Kuncinya ada pada cara menjaga kehadiran yang wajar. Komunikasi yang relevan dan tidak memaksa sering kali lebih efektif dibanding pendekatan yang terlalu formal atau terlihat dibuat-buat.
Salah satu langkah yang paling sederhana adalah kembali hadir secara perlahan di ruang profesional. Tidak perlu langsung aktif besar-besaran di media sosial profesional, karena komentar kecil atau berbagi insight singkat sudah cukup untuk menunjukkan minat dan sudut pandang.
Interaksi seperti itu biasanya terasa lebih natural. Banyak koneksi juga lebih mudah merespons ketika pendekatan yang muncul terlihat autentik, bukan sekadar upaya membangun citra.

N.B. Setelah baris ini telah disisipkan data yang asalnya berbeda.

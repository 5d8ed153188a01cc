use super::ModelSchema;
use crate::cache::{InMemoryCache, KeyValueCache, LastModifiedCache};
use crate::config::DynamicModelsConfig;
use crate::core::{DbError, Result};
use crate::fields::FieldKindRegistry;
use crate::model::{ModelFactory, ModelRegistry, RecordType};
use crate::schema::{MemorySchemaStore, SchemaStore};
use crate::storage::{InMemoryStorage, StorageEngine};
use log::debug;
use std::sync::Arc;

/// Everything the schema entities need: configuration, the storage engine
/// tables live in, schema storage, the type registry, the invalidation
/// cache and the field-kind resolver.
///
/// Cheap to share behind an `Arc`; every [`ModelSchema`] and
/// [`FieldSchema`](super::FieldSchema) holds one.
pub struct DynamicModels {
    config: DynamicModelsConfig,
    engine: Arc<dyn StorageEngine>,
    store: Arc<dyn SchemaStore>,
    registry: Arc<ModelRegistry>,
    cache: LastModifiedCache,
    field_kinds: FieldKindRegistry,
}

impl DynamicModels {
    pub fn builder() -> DynamicModelsBuilder {
        DynamicModelsBuilder::default()
    }

    /// In-memory collaborators and default configuration. Uses its own
    /// registry rather than [`ModelRegistry::global`].
    pub fn in_memory() -> Arc<Self> {
        Arc::new(Self::assemble(
            DynamicModelsConfig::default(),
            Arc::new(InMemoryStorage::new()),
            Arc::new(MemorySchemaStore::new()),
            Arc::new(ModelRegistry::new()),
            Arc::new(InMemoryCache::new()),
            FieldKindRegistry::default(),
        ))
    }

    fn assemble(
        config: DynamicModelsConfig,
        engine: Arc<dyn StorageEngine>,
        store: Arc<dyn SchemaStore>,
        registry: Arc<ModelRegistry>,
        cache_backend: Arc<dyn KeyValueCache>,
        field_kinds: FieldKindRegistry,
    ) -> Self {
        let cache = LastModifiedCache::new(
            cache_backend,
            config.cache_key_prefix.clone(),
            config.cache_timeout,
        );
        Self {
            config,
            engine,
            store,
            registry,
            cache,
            field_kinds,
        }
    }

    pub fn config(&self) -> &DynamicModelsConfig {
        &self.config
    }

    pub fn engine(&self) -> &Arc<dyn StorageEngine> {
        &self.engine
    }

    pub fn store(&self) -> &Arc<dyn SchemaStore> {
        &self.store
    }

    pub fn registry(&self) -> &Arc<ModelRegistry> {
        &self.registry
    }

    pub fn cache(&self) -> &LastModifiedCache {
        &self.cache
    }

    pub fn field_kinds(&self) -> &FieldKindRegistry {
        &self.field_kinds
    }

    pub fn factory(&self) -> ModelFactory<'_> {
        ModelFactory::new(self)
    }

    /// Pre-write guard: `model` must still be the registered type of its
    /// schema and must not be older than the schema's last invalidation.
    pub async fn ensure_current(&self, model: &RecordType) -> Result<()> {
        let registered = self
            .registry
            .get(model.namespace(), model.type_name())?
            .is_some_and(|current| current.id() == model.id());

        if !registered {
            debug!("record type '{}' was replaced", model.type_name());
            return Err(DbError::OutdatedModel(model.type_name().to_string()));
        }
        if !self.cache.is_current(model.type_name(), model.declared()).await {
            return Err(DbError::OutdatedModel(model.type_name().to_string()));
        }
        Ok(())
    }

    /// Every persisted model schema.
    pub async fn model_schemas(self: &Arc<Self>) -> Result<Vec<ModelSchema>> {
        let rows = self.store.list_models().await?;
        Ok(rows
            .into_iter()
            .map(|row| ModelSchema::from_row(self.clone(), row))
            .collect())
    }

    /// Current record type of the model schema called `name`.
    pub async fn get_model(self: &Arc<Self>, name: &str) -> Result<Arc<RecordType>> {
        let schema = ModelSchema::get_by_name(self, name)
            .await?
            .ok_or_else(|| DbError::SchemaNotFound(format!("model schema '{}'", name)))?;
        schema.as_model().await
    }
}

/// Builder for [`DynamicModels`]; unset collaborators default to the
/// in-memory implementations.
#[derive(Default)]
pub struct DynamicModelsBuilder {
    config: Option<DynamicModelsConfig>,
    engine: Option<Arc<dyn StorageEngine>>,
    store: Option<Arc<dyn SchemaStore>>,
    registry: Option<Arc<ModelRegistry>>,
    cache_backend: Option<Arc<dyn KeyValueCache>>,
    field_kinds: Option<FieldKindRegistry>,
}

impl DynamicModelsBuilder {
    pub fn config(mut self, config: DynamicModelsConfig) -> Self {
        self.config = Some(config);
        self
    }

    pub fn engine(mut self, engine: Arc<dyn StorageEngine>) -> Self {
        self.engine = Some(engine);
        self
    }

    pub fn store(mut self, store: Arc<dyn SchemaStore>) -> Self {
        self.store = Some(store);
        self
    }

    /// Share a registry, e.g. [`ModelRegistry::global`].
    pub fn registry(mut self, registry: Arc<ModelRegistry>) -> Self {
        self.registry = Some(registry);
        self
    }

    pub fn cache_backend(mut self, backend: Arc<dyn KeyValueCache>) -> Self {
        self.cache_backend = Some(backend);
        self
    }

    pub fn field_kinds(mut self, field_kinds: FieldKindRegistry) -> Self {
        self.field_kinds = Some(field_kinds);
        self
    }

    pub fn build(self) -> Result<Arc<DynamicModels>> {
        let config = self.config.unwrap_or_default();
        config.validate()?;

        Ok(Arc::new(DynamicModels::assemble(
            config,
            self.engine.unwrap_or_else(|| Arc::new(InMemoryStorage::new())),
            self.store.unwrap_or_else(|| Arc::new(MemorySchemaStore::new())),
            self.registry.unwrap_or_else(|| Arc::new(ModelRegistry::new())),
            self.cache_backend.unwrap_or_else(|| Arc::new(InMemoryCache::new())),
            self.field_kinds.unwrap_or_default(),
        )))
    }
}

Pilih ruang yang memang terasa cocok
Menghadiri acara yang sesuai minat dapat membuat networking terasa lebih mudah dijalani. Saat seseorang datang ke acara yang benar-benar nyambung dengan keresahan atau ketertarikan pribadi, obrolan cenderung mengalir lebih ringan.
Situasi ini berbeda dengan acara yang dihadiri hanya demi menambah koneksi sebanyak mungkin. Fokus yang bergeser ke upaya terlihat menarik sering membuat percakapan menjadi kaku dan melelahkan.

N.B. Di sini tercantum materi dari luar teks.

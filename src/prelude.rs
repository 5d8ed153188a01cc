//! Everything an application usually needs in one import.
//!
//! `collaborators` additionally exposes the pluggable backends for hosts
//! that bring their own storage engine, schema store or cache.

pub use crate::{
    DataType, DbError, DynamicModels, DynamicModelsConfig, FieldDeclaration, FieldOptions,
    FieldSchema, ModelSchema, Record, RecordType, Result, SyncAction, Value,
};

pub mod collaborators {
    //! Traits and in-memory implementations of the external collaborators.
    pub use crate::cache::{InMemoryCache, KeyValueCache, LastModifiedCache};
    pub use crate::model::ModelRegistry;
    pub use crate::schema::{MemorySchemaStore, SchemaStore};
    pub use crate::storage::{InMemoryStorage, StorageEngine};
}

Komunitas kecil juga bisa menjadi pilihan yang lebih nyaman. Lingkungan seperti ini memberi ruang untuk bertukar cerita tanpa tekanan berlebihan, sekaligus membantu orang mengenali kecocokan cara pikir dengan lebih cepat.
Obrolan yang lebih personal di komunitas kecil sering terasa lebih bertahan lama. Dibanding percakapan formal yang serba cepat, relasi semacam ini biasanya tumbuh lewat percakapan yang lebih manusiawi.
Hubungi lagi koneksi lama
Career break juga tidak perlu memutus hubungan dengan rekan lama. Menghubungi mantan rekan kerja bisa dimulai dari percakapan ringan tentang kabar terbaru atau pengalaman masing-masing.
Cara ini membantu hubungan tetap hidup tanpa memberi kesan datang hanya saat ada kebutuhan. Banyak orang merasa lebih nyaman memulai dari obrolan sederhana daripada langsung masuk ke permintaan tertentu.
Hubungan profesional memang tidak harus selalu lahir dari kepentingan langsung. Jika komunikasinya terasa tulus, relasi bisa tetap berjalan meski sedang tidak berada dalam ritme kerja yang sama.
Manfaatkan jeda untuk memberi nilai
Masa jeda juga bisa dipakai untuk membantu orang lain dalam hal kecil. Memberi masukan soal CV, berbagi informasi lowongan, atau mendengarkan cerita teman dapat membuka koneksi baru secara alami.
Bentuk dukungan seperti ini sering meninggalkan kesan yang hangat. Saat seseorang mengingat bantuan yang pernah diterima, hubungan yang terbentuk biasanya terasa lebih kuat dan lebih akrab.
Pendekatan semacam itu menunjukkan bahwa networking tidak selalu harus dimulai dari kebutuhan pribadi. Relasi profesional justru sering tumbuh dari interaksi kecil yang terasa tulus dan saling menguatkan.
Pada akhirnya, career break bisa menjadi waktu untuk lebih selektif melihat relasi mana yang layak dijaga. Dari situ, koneksi yang benar-benar memberi nilai dalam hidup dan pekerjaan akan lebih mudah dikenali dan dirawat.